MATERIALS PROVIDED Start Marker
//! Event service implementation
//!
//! Teachers post assessments against a course code; students see the
//! events of the courses scheduled for their session.

use tracing::{debug, info};
use crate::aggregation::{course_codes_for_session, filter_events_by_courses, group_events_by_date, sort_events_by_date, EventsByDate};
use crate::database::DatabaseService;
use crate::models::{Event, CreateEventRequest, UpdateEventRequest, EventFilter, ScheduleFilter};
use crate::utils::errors::{CampusError, Result};
use crate::utils::logging::log_user_action;

#[derive(Clone)]
pub struct EventService {
    database: DatabaseService,
}

impl EventService {
    pub fn new(database: DatabaseService) -> Self {
        Self { database }
    }

    pub async fn list(&self, filter: &EventFilter) -> Result<Vec<Event>> {
        debug!(filter = ?filter, "Listing events");
        self.database.events.list(filter).await
    }

    /// Events for the courses a session attends, sorted by date
    pub async fn list_for_student_session(&self, session: &str) -> Result<Vec<Event>> {
        let schedules = self
            .database
            .schedules
            .list(&ScheduleFilter {
                session: Some(session.to_string()),
                ..Default::default()
            })
            .await?;
        let codes = course_codes_for_session(&schedules, session);

        let all = self.database.events.list(&EventFilter::default()).await?;
        let mut events = filter_events_by_courses(&all, &codes);
        sort_events_by_date(&mut events);

        debug!(session = %session, courses = codes.len(), events = events.len(), "Resolved session events");
        Ok(events)
    }

    /// A session's events grouped by date
    pub async fn events_by_date(&self, session: &str) -> Result<EventsByDate> {
        let events = self.list_for_student_session(session).await?;
        Ok(group_events_by_date(&events))
    }

    pub async fn get_event(&self, event_id: &str) -> Result<Event> {
        self.database
            .events
            .find_by_id(event_id)
            .await?
            .ok_or_else(|| CampusError::EventNotFound { event_id: event_id.to_string() })
    }

    pub async fn create(&self, author_id: &str, mut request: CreateEventRequest) -> Result<Event> {
        request.title = request.title.trim().to_string();
        if request.title.is_empty() {
            return Err(CampusError::InvalidInput("Event title is required".to_string()));
        }
        request.course = self.require_course_code(&request.course).await?;

        let event = self.database.events.create(request).await?;
        log_user_action(author_id, "create_event", Some(&event.id));
        info!(event_id = %event.id, course = %event.course, date = %event.date, "Event created");
        Ok(event)
    }

    pub async fn update(&self, author_id: &str, event_id: &str, mut request: UpdateEventRequest) -> Result<Event> {
        if let Some(title) = request.title.take() {
            let title = title.trim().to_string();
            if title.is_empty() {
                return Err(CampusError::InvalidInput("Event title is required".to_string()));
            }
            request.title = Some(title);
        }
        if let Some(course) = request.course.take() {
            request.course = Some(self.require_course_code(&course).await?);
        }

        let event = self.database.events.update(event_id, request).await?;
        log_user_action(author_id, "update_event", Some(event_id));
        Ok(event)
    }

    pub async fn delete(&self, author_id: &str, event_id: &str) -> Result<()> {
        self.database.events.delete(event_id).await?;
        log_user_action(author_id, "delete_event", Some(event_id));
        Ok(())
    }

    /// Canonical course code for `code`, which must name a known course
    async fn require_course_code(&self, code: &str) -> Result<String> {
        self.database
            .catalog
            .find_course_by_code(code)
            .await?
            .map(|c| c.course_code)
            .ok_or_else(|| CampusError::InvalidInput(format!("Unknown course code: {}", code.trim())))
    }
}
MATERIALS PROVIDED End Marker
### DIRECTIONS
Begin at the first line of the records above and quote every line verbatim through the one that contains "use crate::database::DatabaseService;".

### WRITTEN RESPONSE
//! Event service implementation
//!
//! Teachers post assessments against a course code; students see the
//! events of the courses scheduled for their session.

use tracing::{debug, info};
use crate::aggregation::{course_codes_for_session, filter_events_by_courses, group_events_by_date, sort_events_by_date, EventsByDate};
use crate::database::DatabaseService;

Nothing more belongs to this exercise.